Cappella di San Bernardino da Siena, XVI secolo, bassorilievo con l’incappucciato.

La città di Antibes vera e propria è un borgo antico ben preservato, che naturalmente si è arricchito di edifici nuovi in ogni epoca, compresa la nostra, ma con un fluire naturale di forme che non ne ha snaturato lo spirito.
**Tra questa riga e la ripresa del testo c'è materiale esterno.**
//! The merge rule and the client-local projection of the aggregate.

use chrono::Utc;
use serde::{Deserialize, Serialize};

use super::types::{
    age_buckets, normalize_title, BookFilter, BookRecord, BookUpsert, ReconcileEvent,
};
use crate::classifier::{AgeBand, Category};

/// Ordered list of records, most recently created first.
#[derive(Debug, Clone, Default, PartialEq, Eq, Serialize, Deserialize)]
pub struct Aggregate {
    records: Vec<BookRecord>,
}

impl Aggregate {
    pub fn new() -> Self {
        Self::default()
    }

    /// Seed from a full read of the store (already newest first).
    pub fn from_records(records: Vec<BookRecord>) -> Self {
        Self { records }
    }

    pub fn records(&self) -> &[BookRecord] {
        &self.records
    }

    pub fn len(&self) -> usize {
        self.records.len()
    }

    pub fn is_empty(&self) -> bool {
        self.records.is_empty()
    }

    pub fn get(&self, title: &str) -> Option<&BookRecord> {
        let key = normalize_title(title);
        self.records.iter().find(|r| r.key() == key)
    }

    fn position(&self, key: &str) -> Option<usize> {
        self.records.iter().position(|r| r.key() == key)
    }

    pub fn list(&self, filter: &BookFilter) -> Vec<BookRecord> {
        filter.select(&self.records)
    }

    pub fn age_buckets(&self, category: Option<Category>) -> Vec<AgeBand> {
        age_buckets(&self.records, category)
    }

    /// Fold a store-acknowledged event into this local copy.
    ///
    /// `Created` prepends the record unless the title is already present.
    /// `Merged` takes favorites and comments from the acknowledged record,
    /// keeping the local record's position and first-write fields; a title
    /// this copy never saw is prepended. Re-applying an event changes
    /// nothing, and an event older than the local copy is ignored since
    /// acknowledged favorites only grow.
    pub fn apply(&mut self, event: &ReconcileEvent) {
        let incoming = event.record();
        match self.position(&incoming.key()) {
            Some(index) => {
                let local = &mut self.records[index];
                if incoming.favorites < local.favorites {
                    return;
                }
                local.favorites = incoming.favorites;
                local.comments = incoming.comments.clone();
                local.updated_at = incoming.updated_at;
            }
            None => self.records.insert(0, incoming.clone()),
        }
    }
}

/// Merge one submission into the aggregate.
///
/// A new normalized title is prepended with one favorite and the
/// submitted comment. An existing title gets the comment appended and one
/// more favorite; band, category, thumbnail and links stay as first written.
pub fn reconcile(mut aggregate: Aggregate, upsert: &BookUpsert) -> (Aggregate, ReconcileEvent) {
    match aggregate.position(&upsert.key()) {
        Some(index) => {
            let record = &mut aggregate.records[index];
            record.comments.push(upsert.comment.clone());
            record.favorites += 1;
            record.updated_at = Utc::now();
            let event = ReconcileEvent::Merged(record.clone());
            (aggregate, event)
        }
        None => {
            let record = BookRecord::from_upsert(upsert);
            aggregate.records.insert(0, record.clone());
            (aggregate, ReconcileEvent::Created(record))
        }
    }
}

/// Add a favorite (and optionally a comment) to an existing title.
///
/// Returns `None` for the event when the title is unknown.
pub fn reconcile_favorite(
    mut aggregate: Aggregate,
    title: &str,
    comment: Option<&str>,
) -> (Aggregate, Option<ReconcileEvent>) {
    let Some(index) = aggregate.position(&normalize_title(title)) else {
        return (aggregate, None);
    };

    let record = &mut aggregate.records[index];
    if let Some(comment) = comment {
        record.comments.push(comment.to_string());
    }
    record.favorites += 1;
    record.updated_at = Utc::now();
    let event = ReconcileEvent::Merged(record.clone());
    (aggregate, Some(event))
}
La cittadina ha un’estensione meridionale protesa nel mare, una folta punta di verde: Cap d’Antibes. Un tempo era un semplice sobborgo abitato da contadini e marinai. Vi si trovano un faro, una chiesa piena di ex-voto: la Chapelle de la Garoupe, e le varie istituzioni di un borgo, fino alla bocciofila. Oggi però quasi tutto il verde di Cap d’Antibes è di proprietà privata, perché nella “baia dei miliardari” si trovano ville lussuose, ciascuna nel cuore di un parco tutto suo, costruite soprattutto tra gli anni Trenta e gli anni Cinquanta, da ricchi che sposavano la nuova moda (lanciata da Coco Chanel) dell’abbronzatura e delle vacanze al mare.
A ovest del borgo di Cap d’Antibes si trova Juan les Pins, che oggi è un luogo affollato di turismo di massa, non privo peraltro di angoli di bellezza.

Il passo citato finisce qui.